**Records shown**
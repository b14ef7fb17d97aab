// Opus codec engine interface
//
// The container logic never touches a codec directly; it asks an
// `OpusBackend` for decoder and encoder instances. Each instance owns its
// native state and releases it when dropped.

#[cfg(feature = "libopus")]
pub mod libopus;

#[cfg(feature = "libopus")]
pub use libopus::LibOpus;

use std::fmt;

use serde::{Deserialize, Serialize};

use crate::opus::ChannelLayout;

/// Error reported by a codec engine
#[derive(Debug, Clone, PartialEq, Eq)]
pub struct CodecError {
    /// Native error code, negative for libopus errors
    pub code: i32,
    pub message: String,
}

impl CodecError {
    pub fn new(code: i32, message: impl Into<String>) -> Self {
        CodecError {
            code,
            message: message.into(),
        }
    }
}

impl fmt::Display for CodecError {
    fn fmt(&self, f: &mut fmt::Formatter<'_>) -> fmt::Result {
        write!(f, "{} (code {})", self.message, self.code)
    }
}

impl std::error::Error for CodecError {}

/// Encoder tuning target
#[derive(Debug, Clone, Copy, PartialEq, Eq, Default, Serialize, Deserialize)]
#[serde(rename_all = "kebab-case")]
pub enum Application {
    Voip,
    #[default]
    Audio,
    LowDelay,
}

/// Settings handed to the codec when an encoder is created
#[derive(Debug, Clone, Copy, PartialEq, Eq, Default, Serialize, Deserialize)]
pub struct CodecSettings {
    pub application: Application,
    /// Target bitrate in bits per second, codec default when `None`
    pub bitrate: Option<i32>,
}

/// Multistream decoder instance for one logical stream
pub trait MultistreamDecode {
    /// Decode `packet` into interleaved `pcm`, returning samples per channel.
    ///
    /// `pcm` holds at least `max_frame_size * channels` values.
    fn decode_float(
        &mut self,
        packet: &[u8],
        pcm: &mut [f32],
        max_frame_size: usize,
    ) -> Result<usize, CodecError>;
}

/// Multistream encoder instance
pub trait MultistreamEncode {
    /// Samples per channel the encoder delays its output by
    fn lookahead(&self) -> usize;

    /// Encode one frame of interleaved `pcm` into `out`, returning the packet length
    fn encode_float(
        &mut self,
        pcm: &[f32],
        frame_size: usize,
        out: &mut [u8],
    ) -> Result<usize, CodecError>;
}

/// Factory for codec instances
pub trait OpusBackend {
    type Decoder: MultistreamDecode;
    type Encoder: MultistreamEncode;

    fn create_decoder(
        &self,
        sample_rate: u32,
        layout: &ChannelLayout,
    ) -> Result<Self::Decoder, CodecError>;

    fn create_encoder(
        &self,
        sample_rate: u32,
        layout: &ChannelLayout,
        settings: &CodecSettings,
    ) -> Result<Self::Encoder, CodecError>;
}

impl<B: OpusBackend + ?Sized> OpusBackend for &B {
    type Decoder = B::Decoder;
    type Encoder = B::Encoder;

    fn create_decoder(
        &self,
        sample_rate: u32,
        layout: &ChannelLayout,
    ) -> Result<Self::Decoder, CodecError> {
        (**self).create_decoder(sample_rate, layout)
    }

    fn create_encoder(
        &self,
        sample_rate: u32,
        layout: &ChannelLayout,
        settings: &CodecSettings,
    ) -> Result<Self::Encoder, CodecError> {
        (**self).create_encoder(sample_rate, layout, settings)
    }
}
--
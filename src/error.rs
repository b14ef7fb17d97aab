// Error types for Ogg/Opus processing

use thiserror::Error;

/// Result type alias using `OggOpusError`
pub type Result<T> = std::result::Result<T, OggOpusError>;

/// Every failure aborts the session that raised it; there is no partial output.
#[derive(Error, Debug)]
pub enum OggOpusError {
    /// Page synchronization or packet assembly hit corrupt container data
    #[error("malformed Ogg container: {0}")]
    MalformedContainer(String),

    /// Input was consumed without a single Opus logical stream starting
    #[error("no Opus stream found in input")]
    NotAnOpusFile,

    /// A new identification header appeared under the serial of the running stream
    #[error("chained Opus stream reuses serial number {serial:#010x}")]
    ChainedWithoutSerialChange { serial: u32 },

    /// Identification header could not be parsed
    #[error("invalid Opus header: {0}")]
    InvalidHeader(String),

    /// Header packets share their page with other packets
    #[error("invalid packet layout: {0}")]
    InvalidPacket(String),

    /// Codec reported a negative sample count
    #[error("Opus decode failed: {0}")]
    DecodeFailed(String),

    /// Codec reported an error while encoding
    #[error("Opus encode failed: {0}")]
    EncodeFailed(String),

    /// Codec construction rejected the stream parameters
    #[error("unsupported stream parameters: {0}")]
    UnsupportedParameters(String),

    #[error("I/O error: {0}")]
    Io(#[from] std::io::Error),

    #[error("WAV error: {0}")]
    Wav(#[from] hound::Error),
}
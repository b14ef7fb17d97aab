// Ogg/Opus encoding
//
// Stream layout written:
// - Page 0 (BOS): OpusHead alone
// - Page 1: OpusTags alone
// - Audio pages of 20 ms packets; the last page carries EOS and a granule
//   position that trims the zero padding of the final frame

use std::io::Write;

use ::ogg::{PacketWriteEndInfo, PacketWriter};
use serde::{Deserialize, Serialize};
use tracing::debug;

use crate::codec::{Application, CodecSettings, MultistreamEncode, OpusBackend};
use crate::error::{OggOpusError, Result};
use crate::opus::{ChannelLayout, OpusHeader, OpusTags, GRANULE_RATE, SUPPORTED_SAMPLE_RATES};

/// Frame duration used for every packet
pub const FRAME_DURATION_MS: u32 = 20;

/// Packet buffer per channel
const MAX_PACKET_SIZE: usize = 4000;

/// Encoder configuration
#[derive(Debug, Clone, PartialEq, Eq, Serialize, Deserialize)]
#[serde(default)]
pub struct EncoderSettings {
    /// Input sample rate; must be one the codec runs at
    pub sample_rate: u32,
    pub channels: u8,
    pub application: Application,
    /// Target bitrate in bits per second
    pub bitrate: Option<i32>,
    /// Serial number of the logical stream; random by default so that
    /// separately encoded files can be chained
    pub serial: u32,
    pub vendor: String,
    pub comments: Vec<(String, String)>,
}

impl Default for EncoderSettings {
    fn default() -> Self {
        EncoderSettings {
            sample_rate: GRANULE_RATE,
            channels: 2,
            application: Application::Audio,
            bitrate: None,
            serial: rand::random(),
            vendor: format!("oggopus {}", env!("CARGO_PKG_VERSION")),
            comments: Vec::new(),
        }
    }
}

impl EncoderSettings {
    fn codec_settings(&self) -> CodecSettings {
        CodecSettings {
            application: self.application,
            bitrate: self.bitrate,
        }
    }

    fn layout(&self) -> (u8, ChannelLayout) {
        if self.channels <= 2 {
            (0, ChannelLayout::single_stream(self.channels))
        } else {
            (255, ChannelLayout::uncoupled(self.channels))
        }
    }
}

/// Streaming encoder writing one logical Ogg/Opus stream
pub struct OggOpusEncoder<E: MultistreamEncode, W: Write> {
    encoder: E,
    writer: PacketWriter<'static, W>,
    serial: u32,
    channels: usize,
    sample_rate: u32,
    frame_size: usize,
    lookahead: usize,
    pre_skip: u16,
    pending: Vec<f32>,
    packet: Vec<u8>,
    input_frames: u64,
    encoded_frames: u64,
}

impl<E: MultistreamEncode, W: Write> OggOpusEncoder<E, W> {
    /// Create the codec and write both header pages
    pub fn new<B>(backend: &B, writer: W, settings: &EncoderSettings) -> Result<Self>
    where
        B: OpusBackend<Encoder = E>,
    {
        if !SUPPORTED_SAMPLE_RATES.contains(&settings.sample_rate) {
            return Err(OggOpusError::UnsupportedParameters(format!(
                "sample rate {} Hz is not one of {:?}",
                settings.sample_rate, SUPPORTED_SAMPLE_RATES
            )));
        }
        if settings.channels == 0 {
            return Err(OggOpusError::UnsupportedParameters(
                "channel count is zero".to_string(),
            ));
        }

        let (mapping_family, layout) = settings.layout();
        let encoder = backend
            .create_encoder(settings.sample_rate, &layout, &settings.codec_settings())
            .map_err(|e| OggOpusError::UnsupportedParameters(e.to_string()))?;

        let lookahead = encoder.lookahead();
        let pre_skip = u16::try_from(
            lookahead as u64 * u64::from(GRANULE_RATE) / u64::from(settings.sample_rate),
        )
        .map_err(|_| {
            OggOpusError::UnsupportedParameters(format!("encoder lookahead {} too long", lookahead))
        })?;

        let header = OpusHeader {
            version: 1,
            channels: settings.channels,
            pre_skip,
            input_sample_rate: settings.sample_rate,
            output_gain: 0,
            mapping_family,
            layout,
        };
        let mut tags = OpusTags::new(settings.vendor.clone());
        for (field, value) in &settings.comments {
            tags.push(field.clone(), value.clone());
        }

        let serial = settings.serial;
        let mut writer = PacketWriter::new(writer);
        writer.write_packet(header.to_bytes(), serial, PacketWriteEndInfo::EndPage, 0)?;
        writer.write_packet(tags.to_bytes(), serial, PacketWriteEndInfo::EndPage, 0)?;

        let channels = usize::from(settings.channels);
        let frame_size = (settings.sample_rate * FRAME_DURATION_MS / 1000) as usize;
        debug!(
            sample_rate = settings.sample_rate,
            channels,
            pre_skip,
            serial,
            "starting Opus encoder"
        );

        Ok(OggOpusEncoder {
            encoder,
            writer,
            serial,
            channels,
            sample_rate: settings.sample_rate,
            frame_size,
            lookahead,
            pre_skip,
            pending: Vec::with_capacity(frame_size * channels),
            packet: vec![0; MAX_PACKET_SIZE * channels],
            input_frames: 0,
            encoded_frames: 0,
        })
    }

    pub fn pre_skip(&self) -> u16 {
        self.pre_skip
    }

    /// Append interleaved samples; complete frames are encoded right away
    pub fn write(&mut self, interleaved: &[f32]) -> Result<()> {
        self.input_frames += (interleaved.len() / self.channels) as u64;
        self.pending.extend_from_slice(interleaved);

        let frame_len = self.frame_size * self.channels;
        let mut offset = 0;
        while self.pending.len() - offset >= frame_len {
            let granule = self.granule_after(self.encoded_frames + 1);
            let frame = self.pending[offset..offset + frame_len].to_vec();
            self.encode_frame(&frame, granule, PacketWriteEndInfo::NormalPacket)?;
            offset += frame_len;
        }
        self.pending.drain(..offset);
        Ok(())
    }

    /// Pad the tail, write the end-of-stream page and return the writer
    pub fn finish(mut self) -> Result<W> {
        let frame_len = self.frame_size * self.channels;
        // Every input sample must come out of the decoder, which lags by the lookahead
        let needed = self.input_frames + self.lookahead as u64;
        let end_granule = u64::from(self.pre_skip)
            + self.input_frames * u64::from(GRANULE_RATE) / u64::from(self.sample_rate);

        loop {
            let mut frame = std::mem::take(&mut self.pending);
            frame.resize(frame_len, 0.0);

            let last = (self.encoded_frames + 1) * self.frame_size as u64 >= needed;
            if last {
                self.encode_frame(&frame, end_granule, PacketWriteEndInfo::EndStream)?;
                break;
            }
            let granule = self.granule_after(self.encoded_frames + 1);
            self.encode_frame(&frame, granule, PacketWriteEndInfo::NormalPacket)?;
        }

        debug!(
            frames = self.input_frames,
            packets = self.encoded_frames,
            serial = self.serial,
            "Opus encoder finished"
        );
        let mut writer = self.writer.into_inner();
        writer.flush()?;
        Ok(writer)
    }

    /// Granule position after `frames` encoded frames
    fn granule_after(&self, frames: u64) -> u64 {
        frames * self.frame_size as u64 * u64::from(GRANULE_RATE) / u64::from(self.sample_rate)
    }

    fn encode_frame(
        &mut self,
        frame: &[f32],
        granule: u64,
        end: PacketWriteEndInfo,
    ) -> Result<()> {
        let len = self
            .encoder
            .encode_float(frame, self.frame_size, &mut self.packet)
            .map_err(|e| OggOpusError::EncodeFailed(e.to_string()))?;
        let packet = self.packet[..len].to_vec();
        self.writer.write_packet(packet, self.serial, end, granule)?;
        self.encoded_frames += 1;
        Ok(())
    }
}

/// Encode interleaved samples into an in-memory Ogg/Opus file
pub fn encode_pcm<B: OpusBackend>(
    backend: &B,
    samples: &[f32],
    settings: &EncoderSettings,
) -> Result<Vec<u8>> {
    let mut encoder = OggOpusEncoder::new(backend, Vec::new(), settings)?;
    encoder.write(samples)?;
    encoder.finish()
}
==
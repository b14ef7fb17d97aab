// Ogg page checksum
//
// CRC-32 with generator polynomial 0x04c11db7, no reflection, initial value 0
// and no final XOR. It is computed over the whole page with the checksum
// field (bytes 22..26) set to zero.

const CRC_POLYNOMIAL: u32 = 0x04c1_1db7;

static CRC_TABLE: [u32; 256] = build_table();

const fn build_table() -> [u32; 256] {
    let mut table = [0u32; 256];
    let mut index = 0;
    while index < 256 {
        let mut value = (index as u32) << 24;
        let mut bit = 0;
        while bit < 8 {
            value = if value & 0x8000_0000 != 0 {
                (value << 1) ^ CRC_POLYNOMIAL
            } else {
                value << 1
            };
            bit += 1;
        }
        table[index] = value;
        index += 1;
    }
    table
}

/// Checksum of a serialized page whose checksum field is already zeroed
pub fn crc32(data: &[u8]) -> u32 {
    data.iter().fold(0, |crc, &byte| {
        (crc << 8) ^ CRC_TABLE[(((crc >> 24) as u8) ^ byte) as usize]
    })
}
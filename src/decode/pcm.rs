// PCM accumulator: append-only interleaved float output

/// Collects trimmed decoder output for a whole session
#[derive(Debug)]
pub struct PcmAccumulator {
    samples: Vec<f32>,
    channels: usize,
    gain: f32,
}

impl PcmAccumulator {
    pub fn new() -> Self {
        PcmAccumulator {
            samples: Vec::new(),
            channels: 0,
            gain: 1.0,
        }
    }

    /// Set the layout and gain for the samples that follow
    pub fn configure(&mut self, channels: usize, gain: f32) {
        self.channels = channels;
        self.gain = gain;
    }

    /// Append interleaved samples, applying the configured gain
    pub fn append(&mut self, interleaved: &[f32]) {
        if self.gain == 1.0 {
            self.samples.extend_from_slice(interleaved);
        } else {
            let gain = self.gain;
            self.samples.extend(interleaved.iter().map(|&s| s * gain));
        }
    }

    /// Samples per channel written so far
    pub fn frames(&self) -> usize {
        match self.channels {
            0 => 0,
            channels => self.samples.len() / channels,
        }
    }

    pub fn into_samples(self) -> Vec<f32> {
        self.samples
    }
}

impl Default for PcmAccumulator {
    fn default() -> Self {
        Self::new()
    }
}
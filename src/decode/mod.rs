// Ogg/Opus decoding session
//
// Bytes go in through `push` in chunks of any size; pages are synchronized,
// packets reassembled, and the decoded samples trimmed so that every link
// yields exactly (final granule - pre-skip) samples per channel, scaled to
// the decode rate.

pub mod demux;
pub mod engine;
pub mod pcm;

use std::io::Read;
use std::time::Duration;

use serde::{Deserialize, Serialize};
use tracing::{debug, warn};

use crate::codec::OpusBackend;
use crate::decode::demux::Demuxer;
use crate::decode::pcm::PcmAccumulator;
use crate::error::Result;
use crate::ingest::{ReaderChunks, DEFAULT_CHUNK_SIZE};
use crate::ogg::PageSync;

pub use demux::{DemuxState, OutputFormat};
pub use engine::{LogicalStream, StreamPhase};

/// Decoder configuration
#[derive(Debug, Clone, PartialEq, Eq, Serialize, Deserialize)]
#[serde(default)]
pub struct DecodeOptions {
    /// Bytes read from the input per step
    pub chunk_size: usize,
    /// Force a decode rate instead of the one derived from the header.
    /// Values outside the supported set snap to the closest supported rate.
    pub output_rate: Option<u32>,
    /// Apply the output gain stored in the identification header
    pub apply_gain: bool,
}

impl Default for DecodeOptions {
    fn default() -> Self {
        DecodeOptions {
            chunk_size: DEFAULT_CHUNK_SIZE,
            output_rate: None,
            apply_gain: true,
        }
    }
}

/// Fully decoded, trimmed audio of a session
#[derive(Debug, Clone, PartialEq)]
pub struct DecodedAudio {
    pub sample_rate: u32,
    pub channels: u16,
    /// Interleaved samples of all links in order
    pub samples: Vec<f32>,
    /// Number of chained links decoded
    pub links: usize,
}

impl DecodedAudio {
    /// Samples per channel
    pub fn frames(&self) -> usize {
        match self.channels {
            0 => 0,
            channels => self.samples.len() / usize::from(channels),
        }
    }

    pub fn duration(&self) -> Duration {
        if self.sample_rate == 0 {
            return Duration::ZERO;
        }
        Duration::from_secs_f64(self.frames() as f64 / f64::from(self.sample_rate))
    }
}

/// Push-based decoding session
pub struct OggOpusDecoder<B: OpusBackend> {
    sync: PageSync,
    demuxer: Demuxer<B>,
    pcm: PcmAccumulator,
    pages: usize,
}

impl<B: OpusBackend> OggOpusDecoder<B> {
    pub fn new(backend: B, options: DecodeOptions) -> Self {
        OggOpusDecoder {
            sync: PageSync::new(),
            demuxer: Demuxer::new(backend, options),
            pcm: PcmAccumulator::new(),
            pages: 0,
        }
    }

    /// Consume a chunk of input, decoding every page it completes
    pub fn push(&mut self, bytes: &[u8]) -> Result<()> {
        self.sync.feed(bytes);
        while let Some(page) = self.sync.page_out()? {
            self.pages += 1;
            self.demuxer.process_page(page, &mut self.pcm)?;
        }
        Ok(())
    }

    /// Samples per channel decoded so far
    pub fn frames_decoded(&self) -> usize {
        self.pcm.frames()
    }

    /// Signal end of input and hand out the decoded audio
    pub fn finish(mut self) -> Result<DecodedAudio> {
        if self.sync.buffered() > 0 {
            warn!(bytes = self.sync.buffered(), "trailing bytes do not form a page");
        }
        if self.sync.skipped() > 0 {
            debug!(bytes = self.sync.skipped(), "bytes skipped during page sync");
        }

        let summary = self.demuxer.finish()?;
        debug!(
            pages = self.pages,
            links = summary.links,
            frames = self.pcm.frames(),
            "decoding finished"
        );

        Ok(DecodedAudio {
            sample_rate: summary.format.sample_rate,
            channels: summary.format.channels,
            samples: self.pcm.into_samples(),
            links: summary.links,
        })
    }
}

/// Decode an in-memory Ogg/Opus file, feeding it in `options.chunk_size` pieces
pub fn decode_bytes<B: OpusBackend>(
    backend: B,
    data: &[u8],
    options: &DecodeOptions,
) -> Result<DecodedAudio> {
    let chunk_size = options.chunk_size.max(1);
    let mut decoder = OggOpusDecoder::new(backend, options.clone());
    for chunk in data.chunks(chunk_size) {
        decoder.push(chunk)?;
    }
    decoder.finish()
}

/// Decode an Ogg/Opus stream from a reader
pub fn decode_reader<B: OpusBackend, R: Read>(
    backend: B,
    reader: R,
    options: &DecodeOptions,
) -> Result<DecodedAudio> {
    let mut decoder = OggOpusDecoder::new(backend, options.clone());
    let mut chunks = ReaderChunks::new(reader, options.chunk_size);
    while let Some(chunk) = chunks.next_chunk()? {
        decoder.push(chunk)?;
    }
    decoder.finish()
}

**The problem**
Would you filter the records and copy out each line containing "EncodeFailed"?

**Solution to this task**
    EncodeFailed(String),
            .map_err(|e| OggOpusError::EncodeFailed(e.to_string()))?;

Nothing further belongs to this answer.